Canada possesses world-class agricultural expertise and innovation.  We have a modern economy and established infrastructure to move our products to market, although more is needed to expand our trade capabilities.  Internationally we have earned a reputation for producing safe, high-quality food.

Becoming a leading global agricultural superpower is within our reach.

Ten years of advocacy work within this sector have convinced me this vision is achievable, and industry research polls indicate the majority of Canadians are optimistic towards the future of agriculture, and what it can do for the Canadian economy.  But optimism alone won’t turn us into a superpower; only visionary leadership will do that.  Without a coordinated, long-term federal plan to position Canada as a major food supplier, our opportunity to dominate on a global scale will be missed.
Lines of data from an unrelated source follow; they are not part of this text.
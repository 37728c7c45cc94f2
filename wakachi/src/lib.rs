//! # Wakachi
//!
//! Wakachiは、ビタビアルゴリズムに基づく日本語形態素解析（トークン化）の実装です。
//!
//! ## 概要
//!
//! このライブラリは、スパム分類器などのテキスト処理ホストに組み込むことを想定した
//! 形態素解析エンジンを提供します。辞書はダブル配列トライ、形態素表、品詞表、
//! 接続コスト行列、文字カテゴリ表、未知語表から構成され、入力テキストから
//! ラティスを構築してビタビ探索で最小コストの分割を求めます。
//!
//! ## 主な機能
//!
//! - **3つの解析モード**: Normal（通常）、Search（検索向け追加分割）、
//!   Extended（未知語の1文字分割）
//! - **未知語処理**: 文字カテゴリ駆動のグルーピングによる未知語仮説の生成
//! - **ユーザー辞書**: システム辞書より優先される任意のユーザー語彙
//! - **組み込み向け設計**: 辞書は読み取り専用で共有可能、解析はワーカー単位で独立
//!
//! ## 使用例
//!
//! ```
//! use wakachi::{Dictionary, Tokenizer};
//!
//! let dict = Dictionary::fallback();
//! let tokenizer = Tokenizer::new(dict).omit_bos_eos(true);
//! let mut worker = tokenizer.new_worker();
//!
//! worker.reset_sentence("猫");
//! worker.tokenize();
//! assert!(worker.num_tokens() >= 1);
//! assert_eq!(worker.token(0).surface(), "猫");
//! ```

#[cfg(not(any(target_pointer_width = "32", target_pointer_width = "64")))]
compile_error!("`target_pointer_width` must be 32 or 64");

/// 日本語テキストの判定
pub mod detect;

/// 辞書データ構造とローダー
pub mod dictionary;

/// エラー型の定義
pub mod errors;

/// 文の内部表現
mod sentence;

/// トークン型の定義
pub mod token;

/// トークナイザーの実装
pub mod tokenizer;

// Re-exports
pub use dictionary::{Dictionary, UserDictionary};
pub use token::{Token, TokenData};
pub use tokenizer::{Mode, Tokenizer};

/// このライブラリのバージョン番号
pub const VERSION: &str = env!("CARGO_PKG_VERSION");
Collectively the agri-food industry must continue to lobby all levels of government with a clear, consistent and collaborative approach, in order to convince politicians of the massive potential benefits.

In 2017 the federal government’s Advisory Council on Economic Growth, authored by Dominic Barton, highlighted Agri-Food as a key growth sector for Canada.

Since then, not much has happened.

Prime Minister Trudeau’s recent appointment of The Honourable Bernadette Jordan as Minister of Rural Economic Development is an encouraging step, but it will take much more than a new portfolio to drive our Agri-Food sector toward superpower status.

And other nations are already way ahead of us.  The Netherlands, a fraction of our size geographically and lower in population, is currently the number two exporter of food in the world, as measured by value, second only to the USA!  Based on a national commitment to sustainable agriculture made two decades ago, the Dutch have become the global superpower of agricultural innovation, as they pioneer new ways to fight hunger.

If the Netherlands can do it, surely Canada can do it.  With world population projected to reach 10 billion by 2050, there’s room for more food producing superpowers.

The federal election is less than 9 months away, and soon political candidates will criss-cross the land to tell you why they deserve your vote.  Will any of them talk of a long-term vision to champion our Agri-Food sector?  If not, I encourage you to ask why?

In this period of strained relations with longstanding allies and trade partners, it makes sound political sense to build on existing agricultural capabilities, as we work to strengthen current trade relationships, and build new ones.

Former Prime Minister Stephen Harper promoted Canada as an emerging energy superpower during his time as head of government, and repeatedly talked about the resultant economic benefits and increased global influence.  Defeated in 2015, Harper’s vision was not fully realized, and there’s no denying the current government has a different focus.

It’s time for a new vision for Canada.

Everyone needs safe, healthy food to eat, yet many of us take food for granted. Seemingly, so do our elected politicians.  Championing the Agri-Food sector means massive economic development for Canada, and food for the world.

Associations and groups across the country are increasingly promoting opportunities within the agricultural sector, including Farm Credit Canada, hosting their 3rd annual Agriculture Day on February 12th in Ottawa.

Now is the time to unite and celebrate food and the business of Canadian agriculture.

And there’s no time like the present to ponder our superpower capabilities…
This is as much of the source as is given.